Exactly as they appear below, repeat the lines from the one with "async fn exec_captures_stdout_and_exit_code()" through the one with "oops 1>&2; exit", and no others.

SOURCE DATA START

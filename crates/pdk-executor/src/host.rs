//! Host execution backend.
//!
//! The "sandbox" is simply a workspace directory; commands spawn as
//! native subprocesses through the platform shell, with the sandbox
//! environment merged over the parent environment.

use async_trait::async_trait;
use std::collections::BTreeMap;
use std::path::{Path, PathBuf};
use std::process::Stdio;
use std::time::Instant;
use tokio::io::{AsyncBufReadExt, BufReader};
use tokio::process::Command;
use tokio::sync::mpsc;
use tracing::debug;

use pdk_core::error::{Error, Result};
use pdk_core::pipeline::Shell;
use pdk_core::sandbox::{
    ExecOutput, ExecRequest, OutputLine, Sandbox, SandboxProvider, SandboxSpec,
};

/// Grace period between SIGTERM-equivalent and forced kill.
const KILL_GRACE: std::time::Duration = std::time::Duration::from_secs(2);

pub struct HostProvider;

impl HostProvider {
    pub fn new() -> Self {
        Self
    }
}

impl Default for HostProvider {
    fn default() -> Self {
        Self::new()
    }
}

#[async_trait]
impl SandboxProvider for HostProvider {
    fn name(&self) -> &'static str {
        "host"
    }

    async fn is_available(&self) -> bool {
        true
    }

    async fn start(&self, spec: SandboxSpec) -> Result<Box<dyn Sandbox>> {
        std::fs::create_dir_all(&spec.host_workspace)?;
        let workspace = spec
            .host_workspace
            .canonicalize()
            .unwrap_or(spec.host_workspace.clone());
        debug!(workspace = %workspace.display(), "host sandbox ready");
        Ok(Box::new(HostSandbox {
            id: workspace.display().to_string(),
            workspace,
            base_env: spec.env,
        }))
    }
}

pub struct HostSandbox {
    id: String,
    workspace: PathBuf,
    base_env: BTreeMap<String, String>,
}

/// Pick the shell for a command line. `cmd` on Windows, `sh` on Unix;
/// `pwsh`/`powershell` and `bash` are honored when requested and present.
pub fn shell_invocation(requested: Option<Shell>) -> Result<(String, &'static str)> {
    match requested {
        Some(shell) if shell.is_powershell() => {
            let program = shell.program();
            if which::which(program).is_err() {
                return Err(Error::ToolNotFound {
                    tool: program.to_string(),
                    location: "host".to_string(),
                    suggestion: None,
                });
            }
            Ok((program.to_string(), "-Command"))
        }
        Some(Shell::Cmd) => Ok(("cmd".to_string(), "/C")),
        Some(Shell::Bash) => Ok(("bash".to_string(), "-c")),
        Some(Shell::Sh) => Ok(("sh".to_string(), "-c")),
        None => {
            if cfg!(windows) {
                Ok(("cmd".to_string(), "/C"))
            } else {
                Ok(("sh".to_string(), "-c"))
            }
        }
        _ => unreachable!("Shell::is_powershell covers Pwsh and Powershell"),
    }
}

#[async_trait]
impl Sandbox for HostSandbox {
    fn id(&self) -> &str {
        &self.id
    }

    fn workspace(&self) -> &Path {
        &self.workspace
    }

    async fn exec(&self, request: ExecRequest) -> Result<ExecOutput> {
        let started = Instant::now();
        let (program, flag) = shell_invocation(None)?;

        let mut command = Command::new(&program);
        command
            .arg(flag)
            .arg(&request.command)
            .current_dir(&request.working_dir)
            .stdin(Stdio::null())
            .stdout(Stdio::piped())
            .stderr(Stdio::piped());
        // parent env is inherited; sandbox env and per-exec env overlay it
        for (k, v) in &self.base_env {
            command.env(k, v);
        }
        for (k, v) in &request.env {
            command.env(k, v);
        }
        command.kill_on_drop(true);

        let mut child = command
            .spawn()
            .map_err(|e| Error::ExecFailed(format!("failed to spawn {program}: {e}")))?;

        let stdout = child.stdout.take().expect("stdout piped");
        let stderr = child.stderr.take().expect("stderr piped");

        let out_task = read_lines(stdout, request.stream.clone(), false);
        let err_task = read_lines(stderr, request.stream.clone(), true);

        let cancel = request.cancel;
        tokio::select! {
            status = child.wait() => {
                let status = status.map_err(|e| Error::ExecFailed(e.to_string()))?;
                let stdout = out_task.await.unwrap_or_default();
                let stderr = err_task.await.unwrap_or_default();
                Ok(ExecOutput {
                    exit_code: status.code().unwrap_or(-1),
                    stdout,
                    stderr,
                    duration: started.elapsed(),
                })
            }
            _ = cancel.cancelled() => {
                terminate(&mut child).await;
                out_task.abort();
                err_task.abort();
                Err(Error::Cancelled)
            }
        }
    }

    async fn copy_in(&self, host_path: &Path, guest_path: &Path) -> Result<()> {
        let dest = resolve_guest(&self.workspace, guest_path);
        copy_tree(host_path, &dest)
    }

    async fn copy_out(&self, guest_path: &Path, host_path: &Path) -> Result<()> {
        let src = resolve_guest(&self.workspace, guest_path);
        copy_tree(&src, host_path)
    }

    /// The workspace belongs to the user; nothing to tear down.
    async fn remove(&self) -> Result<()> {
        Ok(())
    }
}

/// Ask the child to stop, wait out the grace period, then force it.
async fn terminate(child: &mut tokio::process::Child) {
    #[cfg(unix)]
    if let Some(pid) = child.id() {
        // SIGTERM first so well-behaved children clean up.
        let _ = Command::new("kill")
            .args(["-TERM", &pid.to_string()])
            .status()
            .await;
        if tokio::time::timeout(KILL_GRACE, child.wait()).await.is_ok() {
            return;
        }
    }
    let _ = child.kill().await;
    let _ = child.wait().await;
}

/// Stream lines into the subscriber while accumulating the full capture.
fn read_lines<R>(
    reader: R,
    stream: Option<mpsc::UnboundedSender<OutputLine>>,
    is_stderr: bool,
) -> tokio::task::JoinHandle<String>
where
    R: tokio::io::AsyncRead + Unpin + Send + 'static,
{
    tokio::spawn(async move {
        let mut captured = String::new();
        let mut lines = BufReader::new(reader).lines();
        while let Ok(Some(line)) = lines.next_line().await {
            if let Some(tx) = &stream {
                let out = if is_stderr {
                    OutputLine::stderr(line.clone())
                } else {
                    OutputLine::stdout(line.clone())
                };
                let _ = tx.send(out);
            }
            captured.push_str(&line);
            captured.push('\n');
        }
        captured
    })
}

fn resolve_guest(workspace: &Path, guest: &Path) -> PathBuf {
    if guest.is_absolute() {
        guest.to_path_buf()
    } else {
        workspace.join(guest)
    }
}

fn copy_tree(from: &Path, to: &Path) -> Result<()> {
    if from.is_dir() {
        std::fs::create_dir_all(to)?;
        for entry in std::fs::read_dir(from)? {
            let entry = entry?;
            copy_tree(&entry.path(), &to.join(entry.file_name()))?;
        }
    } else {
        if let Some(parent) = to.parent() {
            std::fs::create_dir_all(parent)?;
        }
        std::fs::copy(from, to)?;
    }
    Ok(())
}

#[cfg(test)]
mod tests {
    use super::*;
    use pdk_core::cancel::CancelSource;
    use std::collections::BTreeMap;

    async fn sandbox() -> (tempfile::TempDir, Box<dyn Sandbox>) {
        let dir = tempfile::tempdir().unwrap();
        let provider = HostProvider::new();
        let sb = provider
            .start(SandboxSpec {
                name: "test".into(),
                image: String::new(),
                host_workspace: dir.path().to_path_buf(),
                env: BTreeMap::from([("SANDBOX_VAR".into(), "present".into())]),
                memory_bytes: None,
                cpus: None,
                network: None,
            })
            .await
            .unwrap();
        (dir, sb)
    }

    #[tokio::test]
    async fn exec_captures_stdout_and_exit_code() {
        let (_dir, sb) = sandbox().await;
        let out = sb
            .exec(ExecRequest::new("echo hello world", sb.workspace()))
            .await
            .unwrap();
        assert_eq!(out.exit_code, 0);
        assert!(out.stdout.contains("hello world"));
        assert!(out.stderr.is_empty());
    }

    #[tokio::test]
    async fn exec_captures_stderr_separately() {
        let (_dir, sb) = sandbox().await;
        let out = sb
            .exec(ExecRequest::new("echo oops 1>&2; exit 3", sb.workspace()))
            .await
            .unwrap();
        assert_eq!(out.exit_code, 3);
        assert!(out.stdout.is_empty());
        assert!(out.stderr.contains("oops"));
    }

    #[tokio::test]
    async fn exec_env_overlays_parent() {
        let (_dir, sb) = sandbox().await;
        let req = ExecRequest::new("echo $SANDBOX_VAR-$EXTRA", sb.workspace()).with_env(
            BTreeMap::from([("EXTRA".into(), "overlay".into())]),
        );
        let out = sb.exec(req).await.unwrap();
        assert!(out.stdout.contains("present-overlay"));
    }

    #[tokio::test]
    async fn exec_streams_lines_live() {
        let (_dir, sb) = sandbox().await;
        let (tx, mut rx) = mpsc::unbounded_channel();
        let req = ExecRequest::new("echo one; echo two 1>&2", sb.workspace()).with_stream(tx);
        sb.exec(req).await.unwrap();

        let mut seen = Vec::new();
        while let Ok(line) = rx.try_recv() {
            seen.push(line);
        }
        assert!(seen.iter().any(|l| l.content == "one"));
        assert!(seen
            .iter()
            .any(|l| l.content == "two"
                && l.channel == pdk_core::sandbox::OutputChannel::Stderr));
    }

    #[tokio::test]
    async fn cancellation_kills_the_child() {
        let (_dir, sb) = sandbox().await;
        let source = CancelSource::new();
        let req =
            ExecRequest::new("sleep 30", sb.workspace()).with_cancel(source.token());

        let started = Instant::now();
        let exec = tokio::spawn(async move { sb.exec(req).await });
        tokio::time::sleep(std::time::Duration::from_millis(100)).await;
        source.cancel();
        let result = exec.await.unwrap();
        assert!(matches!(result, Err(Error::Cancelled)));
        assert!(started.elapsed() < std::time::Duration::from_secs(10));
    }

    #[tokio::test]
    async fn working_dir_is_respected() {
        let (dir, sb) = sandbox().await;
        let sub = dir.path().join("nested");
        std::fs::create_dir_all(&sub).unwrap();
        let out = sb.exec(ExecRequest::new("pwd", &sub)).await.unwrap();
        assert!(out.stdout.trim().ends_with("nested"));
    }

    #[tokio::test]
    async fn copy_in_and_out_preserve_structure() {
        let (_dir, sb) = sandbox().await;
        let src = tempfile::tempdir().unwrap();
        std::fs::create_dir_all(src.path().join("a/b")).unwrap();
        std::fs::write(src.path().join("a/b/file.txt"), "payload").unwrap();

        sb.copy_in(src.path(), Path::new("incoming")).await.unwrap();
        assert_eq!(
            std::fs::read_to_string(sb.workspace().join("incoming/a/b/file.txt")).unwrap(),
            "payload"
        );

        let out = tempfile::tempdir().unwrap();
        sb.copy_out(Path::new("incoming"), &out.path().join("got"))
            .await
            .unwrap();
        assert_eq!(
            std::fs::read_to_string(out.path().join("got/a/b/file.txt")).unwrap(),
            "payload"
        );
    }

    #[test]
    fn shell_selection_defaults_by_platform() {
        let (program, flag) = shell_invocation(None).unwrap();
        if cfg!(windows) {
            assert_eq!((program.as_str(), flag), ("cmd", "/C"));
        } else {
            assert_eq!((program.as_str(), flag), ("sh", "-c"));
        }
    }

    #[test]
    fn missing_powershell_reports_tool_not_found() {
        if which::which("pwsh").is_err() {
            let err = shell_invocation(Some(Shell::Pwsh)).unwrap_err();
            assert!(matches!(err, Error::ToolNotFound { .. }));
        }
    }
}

SOURCE DATA END
SOURCE DATA START

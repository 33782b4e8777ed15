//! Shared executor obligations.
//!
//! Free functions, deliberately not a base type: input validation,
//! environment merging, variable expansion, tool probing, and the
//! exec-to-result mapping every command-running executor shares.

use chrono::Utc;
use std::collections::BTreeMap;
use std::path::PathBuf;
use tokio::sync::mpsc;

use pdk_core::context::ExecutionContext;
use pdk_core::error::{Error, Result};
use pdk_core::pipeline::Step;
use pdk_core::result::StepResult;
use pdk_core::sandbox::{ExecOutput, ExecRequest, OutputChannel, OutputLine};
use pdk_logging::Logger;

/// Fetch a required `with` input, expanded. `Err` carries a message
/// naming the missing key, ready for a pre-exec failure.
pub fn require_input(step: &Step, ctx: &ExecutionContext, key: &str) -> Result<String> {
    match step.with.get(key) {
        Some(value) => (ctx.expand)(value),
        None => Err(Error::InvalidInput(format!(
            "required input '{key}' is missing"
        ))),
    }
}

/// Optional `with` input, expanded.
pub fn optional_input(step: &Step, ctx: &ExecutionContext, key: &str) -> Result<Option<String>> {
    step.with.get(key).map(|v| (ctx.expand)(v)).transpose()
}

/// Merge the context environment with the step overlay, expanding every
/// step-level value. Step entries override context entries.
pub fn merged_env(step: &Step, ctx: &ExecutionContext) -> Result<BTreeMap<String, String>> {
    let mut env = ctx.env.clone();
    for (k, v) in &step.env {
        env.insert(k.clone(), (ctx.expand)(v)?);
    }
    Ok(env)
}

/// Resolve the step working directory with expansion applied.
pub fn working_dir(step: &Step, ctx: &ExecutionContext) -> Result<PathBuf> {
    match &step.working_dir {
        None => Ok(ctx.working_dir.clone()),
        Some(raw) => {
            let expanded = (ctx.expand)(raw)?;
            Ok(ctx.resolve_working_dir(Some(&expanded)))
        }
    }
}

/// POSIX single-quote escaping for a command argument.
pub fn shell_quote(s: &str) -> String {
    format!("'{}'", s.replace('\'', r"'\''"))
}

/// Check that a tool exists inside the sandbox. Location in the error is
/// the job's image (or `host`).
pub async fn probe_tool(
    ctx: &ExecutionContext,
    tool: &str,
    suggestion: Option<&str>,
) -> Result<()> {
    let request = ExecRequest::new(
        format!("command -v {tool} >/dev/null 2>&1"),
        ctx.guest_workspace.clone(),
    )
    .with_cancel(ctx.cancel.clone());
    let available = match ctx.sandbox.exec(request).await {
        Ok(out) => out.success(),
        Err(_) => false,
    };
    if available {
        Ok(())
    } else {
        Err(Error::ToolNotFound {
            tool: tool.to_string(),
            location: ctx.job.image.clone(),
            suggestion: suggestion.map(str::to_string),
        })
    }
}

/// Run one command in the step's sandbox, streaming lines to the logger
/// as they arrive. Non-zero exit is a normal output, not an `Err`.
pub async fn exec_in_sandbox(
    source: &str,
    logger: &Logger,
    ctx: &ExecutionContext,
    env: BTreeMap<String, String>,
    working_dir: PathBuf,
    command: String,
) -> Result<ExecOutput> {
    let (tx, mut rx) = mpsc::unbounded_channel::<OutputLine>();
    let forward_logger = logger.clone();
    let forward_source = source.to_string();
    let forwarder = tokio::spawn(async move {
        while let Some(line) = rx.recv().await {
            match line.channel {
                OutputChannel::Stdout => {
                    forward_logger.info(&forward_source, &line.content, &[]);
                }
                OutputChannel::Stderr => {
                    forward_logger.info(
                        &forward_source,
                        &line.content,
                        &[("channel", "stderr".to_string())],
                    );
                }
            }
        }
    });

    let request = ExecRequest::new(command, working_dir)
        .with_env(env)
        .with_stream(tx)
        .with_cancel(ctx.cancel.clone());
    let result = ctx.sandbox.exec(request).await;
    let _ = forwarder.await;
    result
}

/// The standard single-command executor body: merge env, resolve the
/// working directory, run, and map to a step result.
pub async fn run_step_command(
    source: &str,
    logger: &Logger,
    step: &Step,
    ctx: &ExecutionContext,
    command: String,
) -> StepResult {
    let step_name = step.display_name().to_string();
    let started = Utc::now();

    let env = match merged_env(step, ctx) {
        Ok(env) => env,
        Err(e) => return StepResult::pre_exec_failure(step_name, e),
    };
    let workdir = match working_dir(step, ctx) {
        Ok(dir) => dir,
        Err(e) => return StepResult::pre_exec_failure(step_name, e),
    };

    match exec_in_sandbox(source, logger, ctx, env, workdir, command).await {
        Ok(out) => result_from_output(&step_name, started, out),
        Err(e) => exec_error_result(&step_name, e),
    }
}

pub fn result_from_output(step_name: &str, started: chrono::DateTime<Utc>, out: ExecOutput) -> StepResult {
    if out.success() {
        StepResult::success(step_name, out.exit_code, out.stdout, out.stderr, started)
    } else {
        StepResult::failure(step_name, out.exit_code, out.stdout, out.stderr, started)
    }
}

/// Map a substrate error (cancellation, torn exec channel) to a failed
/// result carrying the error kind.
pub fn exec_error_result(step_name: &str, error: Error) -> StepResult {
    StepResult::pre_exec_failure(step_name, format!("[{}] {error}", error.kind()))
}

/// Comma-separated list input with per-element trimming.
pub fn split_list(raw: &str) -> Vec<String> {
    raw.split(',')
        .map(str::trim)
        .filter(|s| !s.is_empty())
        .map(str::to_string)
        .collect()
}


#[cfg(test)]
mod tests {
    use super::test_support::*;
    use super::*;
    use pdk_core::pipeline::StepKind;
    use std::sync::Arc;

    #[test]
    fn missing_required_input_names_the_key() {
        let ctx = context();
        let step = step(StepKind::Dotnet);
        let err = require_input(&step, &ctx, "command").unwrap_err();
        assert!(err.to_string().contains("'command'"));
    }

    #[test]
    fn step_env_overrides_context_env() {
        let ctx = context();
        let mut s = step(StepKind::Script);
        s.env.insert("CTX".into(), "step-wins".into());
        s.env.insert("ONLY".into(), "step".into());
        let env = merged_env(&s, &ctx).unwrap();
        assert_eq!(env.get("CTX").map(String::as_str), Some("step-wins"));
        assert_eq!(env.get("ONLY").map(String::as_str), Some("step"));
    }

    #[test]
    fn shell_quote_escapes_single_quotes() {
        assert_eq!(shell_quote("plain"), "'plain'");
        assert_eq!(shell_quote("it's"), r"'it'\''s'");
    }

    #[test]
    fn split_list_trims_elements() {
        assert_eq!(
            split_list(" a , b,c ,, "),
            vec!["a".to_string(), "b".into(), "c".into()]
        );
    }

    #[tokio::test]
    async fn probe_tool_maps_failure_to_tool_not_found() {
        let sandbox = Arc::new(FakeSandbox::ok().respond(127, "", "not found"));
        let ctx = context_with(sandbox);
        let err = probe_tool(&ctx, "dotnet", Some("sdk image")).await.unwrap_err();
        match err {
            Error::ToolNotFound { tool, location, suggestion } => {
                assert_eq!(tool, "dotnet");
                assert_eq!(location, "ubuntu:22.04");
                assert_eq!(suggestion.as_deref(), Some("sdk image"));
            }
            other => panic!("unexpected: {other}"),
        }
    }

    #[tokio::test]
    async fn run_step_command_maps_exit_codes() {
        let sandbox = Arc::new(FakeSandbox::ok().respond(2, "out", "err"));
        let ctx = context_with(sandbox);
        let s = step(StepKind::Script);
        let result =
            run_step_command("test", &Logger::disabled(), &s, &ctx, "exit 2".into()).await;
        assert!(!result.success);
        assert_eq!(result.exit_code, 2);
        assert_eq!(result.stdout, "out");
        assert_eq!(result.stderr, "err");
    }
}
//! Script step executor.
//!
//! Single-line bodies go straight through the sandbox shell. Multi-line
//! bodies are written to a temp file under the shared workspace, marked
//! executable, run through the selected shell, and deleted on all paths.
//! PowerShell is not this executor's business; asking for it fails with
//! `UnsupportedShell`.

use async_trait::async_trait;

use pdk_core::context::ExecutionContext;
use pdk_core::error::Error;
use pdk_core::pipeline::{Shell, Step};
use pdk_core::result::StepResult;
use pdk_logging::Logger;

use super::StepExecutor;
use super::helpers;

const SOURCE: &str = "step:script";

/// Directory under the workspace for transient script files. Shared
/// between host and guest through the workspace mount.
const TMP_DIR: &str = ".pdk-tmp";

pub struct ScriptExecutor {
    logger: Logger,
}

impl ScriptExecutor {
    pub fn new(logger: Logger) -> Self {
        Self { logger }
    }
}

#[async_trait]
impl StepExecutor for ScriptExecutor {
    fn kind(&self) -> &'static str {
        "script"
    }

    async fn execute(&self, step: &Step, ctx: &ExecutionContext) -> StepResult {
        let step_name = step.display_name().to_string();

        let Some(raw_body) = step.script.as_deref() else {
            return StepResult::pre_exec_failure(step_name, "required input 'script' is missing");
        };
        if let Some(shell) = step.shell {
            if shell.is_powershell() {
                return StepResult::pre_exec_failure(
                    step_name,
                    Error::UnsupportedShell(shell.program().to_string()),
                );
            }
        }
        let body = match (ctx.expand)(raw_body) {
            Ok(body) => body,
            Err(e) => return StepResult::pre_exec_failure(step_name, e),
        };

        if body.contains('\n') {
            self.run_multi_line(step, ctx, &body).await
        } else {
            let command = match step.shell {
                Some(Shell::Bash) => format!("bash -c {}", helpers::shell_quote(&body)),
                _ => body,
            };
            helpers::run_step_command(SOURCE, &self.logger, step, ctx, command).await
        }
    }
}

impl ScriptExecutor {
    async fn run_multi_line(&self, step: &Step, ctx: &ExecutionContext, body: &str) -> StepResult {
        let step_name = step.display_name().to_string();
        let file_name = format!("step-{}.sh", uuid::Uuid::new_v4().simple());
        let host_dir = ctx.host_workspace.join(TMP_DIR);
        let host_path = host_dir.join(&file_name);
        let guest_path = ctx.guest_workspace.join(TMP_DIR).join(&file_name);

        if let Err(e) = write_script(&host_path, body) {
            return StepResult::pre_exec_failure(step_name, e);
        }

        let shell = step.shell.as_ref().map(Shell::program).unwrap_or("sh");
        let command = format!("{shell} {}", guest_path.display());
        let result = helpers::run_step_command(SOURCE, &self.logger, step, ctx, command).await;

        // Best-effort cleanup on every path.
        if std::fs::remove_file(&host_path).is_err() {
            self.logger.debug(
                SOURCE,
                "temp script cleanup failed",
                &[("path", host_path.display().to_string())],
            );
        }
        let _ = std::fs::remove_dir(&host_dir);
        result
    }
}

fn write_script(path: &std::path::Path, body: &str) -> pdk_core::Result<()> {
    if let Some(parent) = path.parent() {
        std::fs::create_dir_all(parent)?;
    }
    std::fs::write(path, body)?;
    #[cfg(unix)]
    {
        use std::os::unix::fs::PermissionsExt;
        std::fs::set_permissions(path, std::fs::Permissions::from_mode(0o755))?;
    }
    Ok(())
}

SOURCE DATA END
SOURCE DATA START

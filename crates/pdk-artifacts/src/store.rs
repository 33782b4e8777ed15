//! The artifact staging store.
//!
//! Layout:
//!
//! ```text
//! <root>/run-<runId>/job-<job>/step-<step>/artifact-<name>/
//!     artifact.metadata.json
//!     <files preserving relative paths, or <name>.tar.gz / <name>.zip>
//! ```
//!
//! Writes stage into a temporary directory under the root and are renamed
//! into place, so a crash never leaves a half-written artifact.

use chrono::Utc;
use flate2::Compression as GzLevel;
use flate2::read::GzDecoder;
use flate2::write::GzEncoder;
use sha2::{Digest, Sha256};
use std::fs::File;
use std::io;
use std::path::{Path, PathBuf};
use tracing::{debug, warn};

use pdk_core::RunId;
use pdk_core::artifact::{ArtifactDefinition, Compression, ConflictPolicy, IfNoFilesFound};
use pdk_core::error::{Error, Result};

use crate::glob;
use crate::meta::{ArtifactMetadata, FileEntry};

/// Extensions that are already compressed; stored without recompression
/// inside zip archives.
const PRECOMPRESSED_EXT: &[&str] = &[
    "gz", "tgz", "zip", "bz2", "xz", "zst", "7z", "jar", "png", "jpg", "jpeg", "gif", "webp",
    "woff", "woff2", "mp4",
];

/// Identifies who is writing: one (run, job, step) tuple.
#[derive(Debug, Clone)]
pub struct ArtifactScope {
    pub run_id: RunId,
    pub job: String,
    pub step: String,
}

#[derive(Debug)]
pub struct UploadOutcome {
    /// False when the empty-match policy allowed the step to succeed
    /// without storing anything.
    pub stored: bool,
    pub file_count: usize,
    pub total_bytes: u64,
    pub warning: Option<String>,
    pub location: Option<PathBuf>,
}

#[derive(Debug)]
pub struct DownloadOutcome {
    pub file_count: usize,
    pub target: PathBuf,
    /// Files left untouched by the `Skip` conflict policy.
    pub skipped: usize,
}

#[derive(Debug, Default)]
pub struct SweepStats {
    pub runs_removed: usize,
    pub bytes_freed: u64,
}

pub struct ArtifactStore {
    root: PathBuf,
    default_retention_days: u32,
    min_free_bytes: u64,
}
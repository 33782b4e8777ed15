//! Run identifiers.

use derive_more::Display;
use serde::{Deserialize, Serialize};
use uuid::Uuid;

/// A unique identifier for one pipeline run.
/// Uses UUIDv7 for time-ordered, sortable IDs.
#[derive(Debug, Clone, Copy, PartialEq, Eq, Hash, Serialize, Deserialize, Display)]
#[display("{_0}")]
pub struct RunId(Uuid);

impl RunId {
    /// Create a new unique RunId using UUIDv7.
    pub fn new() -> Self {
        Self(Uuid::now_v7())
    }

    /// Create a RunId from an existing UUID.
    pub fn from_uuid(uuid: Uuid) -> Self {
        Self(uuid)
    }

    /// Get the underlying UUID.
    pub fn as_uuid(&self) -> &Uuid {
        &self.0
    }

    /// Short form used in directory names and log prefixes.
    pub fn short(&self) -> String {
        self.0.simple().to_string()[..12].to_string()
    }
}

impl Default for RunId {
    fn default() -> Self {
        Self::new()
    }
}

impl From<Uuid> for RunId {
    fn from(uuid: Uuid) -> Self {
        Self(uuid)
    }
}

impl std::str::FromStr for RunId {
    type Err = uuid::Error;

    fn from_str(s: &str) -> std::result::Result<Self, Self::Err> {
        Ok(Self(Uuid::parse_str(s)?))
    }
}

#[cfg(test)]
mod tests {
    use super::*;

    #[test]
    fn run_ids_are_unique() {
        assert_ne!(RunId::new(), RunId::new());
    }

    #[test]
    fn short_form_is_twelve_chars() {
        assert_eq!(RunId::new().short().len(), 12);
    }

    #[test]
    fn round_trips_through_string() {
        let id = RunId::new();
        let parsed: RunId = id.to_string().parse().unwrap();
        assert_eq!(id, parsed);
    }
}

SOURCE DATA END

=== RESPONSE AREA ===
    async fn exec_captures_stdout_and_exit_code() {
        let (_dir, sb) = sandbox().await;
        let out = sb
            .exec(ExecRequest::new("echo hello world", sb.workspace()))
            .await
            .unwrap();
        assert_eq!(out.exit_code, 0);
        assert!(out.stdout.contains("hello world"));
        assert!(out.stderr.is_empty());
    }

    #[tokio::test]
    async fn exec_captures_stderr_separately() {
        let (_dir, sb) = sandbox().await;
        let out = sb
            .exec(ExecRequest::new("echo oops 1>&2; exit 3", sb.workspace()))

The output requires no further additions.